The text message that nearly ended my life

Half a second of distraction and I was no longer cruising down the highway in control of my car. Instead my sports-wagon was spinning around wildly, and I had crossed the little white lines separating my lane from the on-coming traffic too many times to know whether I was in the right one or not.

So what caused this shit-in-pants-worthy incident? Was I just a terrible driver? Was I inexperienced on the highway? Was I speeding? Well, no, no, and a little bit but that’s not the point.

After finishing high school and completing a gap year full of soul searching and finding ones true self (read: a lot of alcohol consumption), I decided to put myself through another three years of education. I consequently moved two hours north to the closest university town – the originally named Townsville.

Most of my family and friends remained in my home town, meaning I regularly made the trip back in the family’s old Hyundai Lantra. I usually stayed alert by blasting some form of music with excessive bass. It’s hard to fall asleep when your body is being physically moved by the tremor coming from your speakers. Up until now it had been enough to keep me alive.

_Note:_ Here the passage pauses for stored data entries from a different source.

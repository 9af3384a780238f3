use async_trait::async_trait;
use chrono::Utc;
use dashmap::DashMap;
use thiserror::Error;

use crate::models::{Issuer, RevocationList};
use crate::policy::Policy;

#[derive(Debug, Error)]
pub enum StoreError {
    #[error("database: {0}")]
    Database(String),

    #[error("{0}")]
    Other(String),
}

impl From<sqlx::Error> for StoreError {
    fn from(err: sqlx::Error) -> Self {
        StoreError::Database(err.to_string())
    }
}

/// Read/write access to route policies. Read-mostly; mutations happen only
/// through the admin endpoints and invalidate the policy cache.
#[async_trait]
pub trait PolicyStore: Send + Sync {
    async fn list(&self) -> Result<Vec<Policy>, StoreError>;
    async fn get(&self, id: &str) -> Result<Option<Policy>, StoreError>;
    async fn upsert(&self, policy: Policy) -> Result<(), StoreError>;
}

/// Trusted issuer lookup and administration.
#[async_trait]
pub trait IssuerRegistry: Send + Sync {
    async fn list(&self) -> Result<Vec<Issuer>, StoreError>;
    async fn get(&self, did: &str) -> Result<Option<Issuer>, StoreError>;
    async fn upsert(&self, issuer: Issuer) -> Result<(), StoreError>;
}

/// Credential status lists keyed by list id.
#[async_trait]
pub trait RevocationStore: Send + Sync {
    async fn get(&self, list_id: &str) -> Result<Option<RevocationList>, StoreError>;
    async fn put(&self, list: RevocationList) -> Result<(), StoreError>;
}

// ---------------------------------------------------------------------------
// In-memory implementations (tests, local development)
// ---------------------------------------------------------------------------

#[derive(Default)]
pub struct MemoryPolicyStore {
    policies: DashMap<String, Policy>,
}

impl MemoryPolicyStore {
    pub fn new() -> Self {
        Self::default()
    }
}

#[async_trait]
impl PolicyStore for MemoryPolicyStore {
    async fn list(&self) -> Result<Vec<Policy>, StoreError> {
        Ok(self.policies.iter().map(|p| p.value().clone()).collect())
    }

    async fn get(&self, id: &str) -> Result<Option<Policy>, StoreError> {
        Ok(self.policies.get(id).map(|p| p.value().clone()))
    }

    async fn upsert(&self, policy: Policy) -> Result<(), StoreError> {
        self.policies.insert(policy.id.clone(), policy);
        Ok(())
    }
}

#[derive(Default)]
pub struct MemoryIssuerRegistry {
    issuers: DashMap<String, Issuer>,
}

impl MemoryIssuerRegistry {
    pub fn new() -> Self {
        Self::default()
    }
}

#[async_trait]
impl IssuerRegistry for MemoryIssuerRegistry {
    async fn list(&self) -> Result<Vec<Issuer>, StoreError> {
        Ok(self.issuers.iter().map(|i| i.value().clone()).collect())
    }

    async fn get(&self, did: &str) -> Result<Option<Issuer>, StoreError> {
        Ok(self.issuers.get(did).map(|i| i.value().clone()))
    }

    async fn upsert(&self, mut issuer: Issuer) -> Result<(), StoreError> {
        issuer.updated_at = Utc::now();
        self.issuers.insert(issuer.did.clone(), issuer);
        Ok(())
    }
}

#[derive(Default)]
pub struct MemoryRevocationStore {
    lists: DashMap<String, RevocationList>,
}

impl MemoryRevocationStore {
    pub fn new() -> Self {
        Self::default()
    }
}

#[async_trait]
impl RevocationStore for MemoryRevocationStore {
    async fn get(&self, list_id: &str) -> Result<Option<RevocationList>, StoreError> {
        Ok(self.lists.get(list_id).map(|l| l.value().clone()))
    }

    async fn put(&self, list: RevocationList) -> Result<(), StoreError> {
        self.lists.insert(list.list_id.clone(), list);
        Ok(())
    }
}

#[cfg(test)]
mod tests {
    use super::*;

    #[tokio::test]
    async fn memory_policy_store_round_trips() {
        let store = MemoryPolicyStore::new();
        let policy = Policy::deny_all();
        store.upsert(policy.clone()).await.unwrap();
        assert_eq!(store.get(&policy.id).await.unwrap().unwrap().id, policy.id);
        assert_eq!(store.list().await.unwrap().len(), 1);
    }

    #[tokio::test]
    async fn memory_issuer_upsert_touches_updated_at() {
        let registry = MemoryIssuerRegistry::new();
        let old = Utc::now() - chrono::Duration::hours(1);
        registry
            .upsert(Issuer {
                did: "did:key:z6MkTest".into(),
                public_key: "AA".into(),
                enabled: true,
                trust_tier: 3,
                created_at: old,
                updated_at: old,
            })
            .await
            .unwrap();
        let stored = registry.get("did:key:z6MkTest").await.unwrap().unwrap();
        assert!(stored.updated_at > old);
    }
}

But this time is different.

This time I assume that I can safely send a text message whilst behind the wheel. Ironically, I began to text a friend I had plans to meet up with to let them know I was nearly in town. It will only take a couple of seconds, right? What’s the worst that could happen?

I learnt the answer to that question the hard way. I looked up from my phone to find my car had veered quite dramatically to the left and was about to leave the road. My instinctive reaction was to swerve as quickly as I could to the right. Unfortunately for me, the side of the highway was covered in loose gravel and in my hasty over-correction the car swung over into the wrong lane. Another over-correction and I lost all control as my car zigzagged back and forth, before starting to spin around in the middle of the highway.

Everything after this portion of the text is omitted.